Posted Feb 2, 2023 22:36 UTC (Thu)
by corbet (editor, #1)
[Link] (1 responses)
The discussions I found were mostly in issue trackers and such - projects reacting to their builds failing. Not the best venue if one is hoping to accomplish some "outrage farming".
Posted Feb 5, 2023 20:51 UTC (Sun)
by flussence (guest, #85566)
[Link]
Posted Feb 2, 2023 20:28 UTC (Thu)
by akkornel (subscriber, #75292)
[Link] (13 responses)
For tags and releases, in addition to the existing downloads, have a CHECKSUMS file. Maybe call it CHECKSUMS.sha256 to say which algorithm was being used. The file would contain the checksums for the release artifacts (like installers), and also the auto-generated .zip and .tar.gz fles.

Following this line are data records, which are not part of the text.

use thiserror::Error;

/// Top-level error type for the `serverlist-api` crate.
///
/// Covers every way of talking to the outside world: HTTP browse APIs,
/// external tools run as subprocesses, binary principal protocols and DNS.
/// `serverlist-core` maps these into its own taxonomy.
#[derive(Debug, Error)]
pub enum Error {
    // ── Transport ───────────────────────────────────────────────────
    /// HTTP transport error (connection refused, TLS failure, etc.)
    #[error("HTTP transport error: {0}")]
    Transport(#[from] reqwest::Error),

    /// URL parsing error.
    #[error("Invalid URL: {0}")]
    InvalidUrl(#[from] url::ParseError),

    /// Request, socket exchange or subprocess timed out.
    #[error("Timed out after {timeout_secs}s")]
    Timeout { timeout_secs: u64 },

    /// Socket or file IO failure.
    #[error("IO error: {0}")]
    Io(#[from] std::io::Error),

    // ── Upstream responses ──────────────────────────────────────────
    /// Upstream answered with a status the caller did not expect.
    #[error("Unexpected HTTP {status} from {url}")]
    Status { status: u16, url: String },

    /// JSON deserialization failed, with the raw body for debugging.
    #[error("Deserialization error: {message}")]
    Deserialization { message: String, body: String },

    /// Well-formed exchange carrying a payload we cannot make sense of.
    #[error("Protocol error: {message}")]
    Protocol { message: String },

    // ── External tools ──────────────────────────────────────────────
    /// An external tool could not be run or reported a failure.
    #[error("{program} failed: {message}")]
    Subprocess { program: String, message: String },

    // ── Resolution ──────────────────────────────────────────────────
    /// DNS lookup returned no usable address.
    #[error("Could not resolve {host}")]
    Resolution { host: String },
}

impl Error {
    /// Returns `true` if this is a transient error worth retrying.
    pub fn is_transient(&self) -> bool {
        match self {
            Self::Transport(e) => e.is_timeout() || e.is_connect() || e.is_request(),
            Self::Timeout { .. } | Self::Io(_) => true,
            Self::Status { status, .. } => *status == 429 || *status >= 500,
            _ => false,
        }
    }

    /// Returns `true` if this is a "not found" error.
    pub fn is_not_found(&self) -> bool {
        match self {
            Self::Transport(e) => e.status() == Some(reqwest::StatusCode::NOT_FOUND),
            Self::Status { status: 404, .. } => true,
            _ => false,
        }
    }

    pub(crate) fn protocol(message: impl Into<String>) -> Self {
        Self::Protocol {
            message: message.into(),
        }
    }

    pub(crate) fn timeout(timeout: std::time::Duration) -> Self {
        Self::Timeout {
            timeout_secs: timeout.as_secs().max(1),
        }
    }
}

#[cfg(test)]
mod tests {
    use super::*;

    #[test]
    fn status_classification() {
        let gateway = Error::Status {
            status: 504,
            url: "https://example.com".into(),
        };
        assert!(gateway.is_transient());
        assert!(!gateway.is_not_found());

        let missing = Error::Status {
            status: 404,
            url: "https://example.com".into(),
        };
        assert!(!missing.is_transient());
        assert!(missing.is_not_found());
    }

    #[test]
    fn protocol_errors_are_not_retried() {
        assert!(!Error::protocol("bad header").is_transient());
        assert!(Error::timeout(std::time::Duration::from_millis(200)).is_transient());
    }
}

Instead of having to cache .zip and .tar.gz files, GitHub would only have to cache the (presumably smaller) CHECKSUMS file. GitHub could make the convention that, instead of storing a static checksum in your CI, you store the URL to the CHECKSUMS file.
When a back-end change is made that could affect the checksums, GitHub would delete the CHECKSUMS file from their local cache. When an un-cached CHECKSUMS file is requested, GitHub would regenerate it, returning an HTTP 503 Service Unavailable error if needed, possibly with a Retry-After header.

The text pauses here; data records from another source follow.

// ── Unreal Engine 2 principals (ut2003, ut2004) ──

use std::time::Duration;

use secrecy::SecretString;
use serverlist_api::principal::unreal2::{self, ClientIdentity, Unreal2Principal};
use strum::{AsRefStr, Display, EnumIter, EnumString, VariantNames};
use tracing::{debug, info};

use super::{FETCH_ATTEMPTS, checked_address, classic_server, retry};
use crate::error::CoreError;
use crate::model::ClassicServer;
use crate::source::{ProbeOutcome, Source};

#[derive(Debug, Clone, Copy, PartialEq, Eq, Hash, Display, EnumString, EnumIter, AsRefStr, VariantNames)]
#[strum(serialize_all = "lowercase")]
pub enum Unreal2Game {
    Ut2003,
    Ut2004,
}

/// name, hostname, port
type PrincipalEntry = (&'static str, &'static str, u16);

const OPENSPY: PrincipalEntry = ("openspy.net", "utmaster.openspy.net", 28902);

impl Unreal2Game {
    pub fn principals(self) -> &'static [PrincipalEntry] {
        match self {
            Self::Ut2003 => &[OPENSPY],
            Self::Ut2004 => &[("epicgames.com", "ut2004master1.epicgames.com", 28902), OPENSPY],
        }
    }

    pub fn identity(self) -> ClientIdentity {
        match self {
            Self::Ut2003 => ClientIdentity::UT2003,
            Self::Ut2004 => ClientIdentity::UT2004,
        }
    }
}

pub struct Unreal2Source {
    principal_name: &'static str,
    principal: Unreal2Principal,
    timeout: Duration,
}

impl Unreal2Source {
    pub fn new(
        game: Unreal2Game,
        principal: &str,
        cd_key: SecretString,
        timeout: Duration,
    ) -> Result<Self, CoreError> {
        let Some(&(name, host, port)) = game.principals().iter().find(|(name, ..)| *name == principal) else {
            return Err(CoreError::Config {
                message: format!("principal {principal} is not available for {game}"),
            });
        };
        Ok(Self {
            principal_name: name,
            principal: Unreal2Principal::new(host, port, game.identity(), cd_key, timeout),
            timeout,
        })
    }
}

impl Source for Unreal2Source {
    type Server = ClassicServer;

    fn name(&self) -> &str {
        self.principal_name
    }

    async fn fetch_candidates(&self) -> Result<Vec<ClassicServer>, CoreError> {
        let raw = retry(self.name(), FETCH_ATTEMPTS, |_| self.principal.get_servers()).await?;
        info!(entries = raw.len(), principal = self.principal_name, "principal answered");

        let servers = raw
            .into_iter()
            .filter_map(|entry| {
                let (ip, port) = checked_address(&entry.ip.to_string(), i64::from(entry.query_port))?;
                Some(classic_server(ip, port, self.principal_name, Vec::new()))
            })
            .collect();
        Ok(servers)
    }

    async fn check_existence(&self, server: &ClassicServer) -> ProbeOutcome {
        let Some(port) = server.query_port.get() else {
            return ProbeOutcome::NotFound;
        };
        match unreal2::query_info(&server.ip, port, self.timeout).await {
            Ok(_) => ProbeOutcome::Found,
            Err(e) => {
                debug!(uid = %server.guid, error = %e, "failed to query server for expiration check");
                ProbeOutcome::NotFound
            }
        }
    }
}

This solution would not work for all downloads. For example, if you go a repo's main page, you can download the repo as a .zip file. That kind of download would not be covered by this.
Posted Feb 2, 2023 20:35 UTC (Thu)
by mathstuf (subscriber, #69389)
[Link] (12 responses)
What should have been provided all this time is a button to do "add source archives as artifacts" button in releases to pin them at that point. Still can. They can even go and hit it via an internal script on every (public?) release in the system just to ensure that there's a better URL than the `/archive/` endpoint from today forward.
Posted Feb 2, 2023 21:05 UTC (Thu)
by ceplm (subscriber, #41334)
[Link] (11 responses)
To quote my former colleague, GCC developer: “We are sorry that our compiler processed this turd which pretends to be a syntactically correct C program and generated assembly from it. It will never happen again.”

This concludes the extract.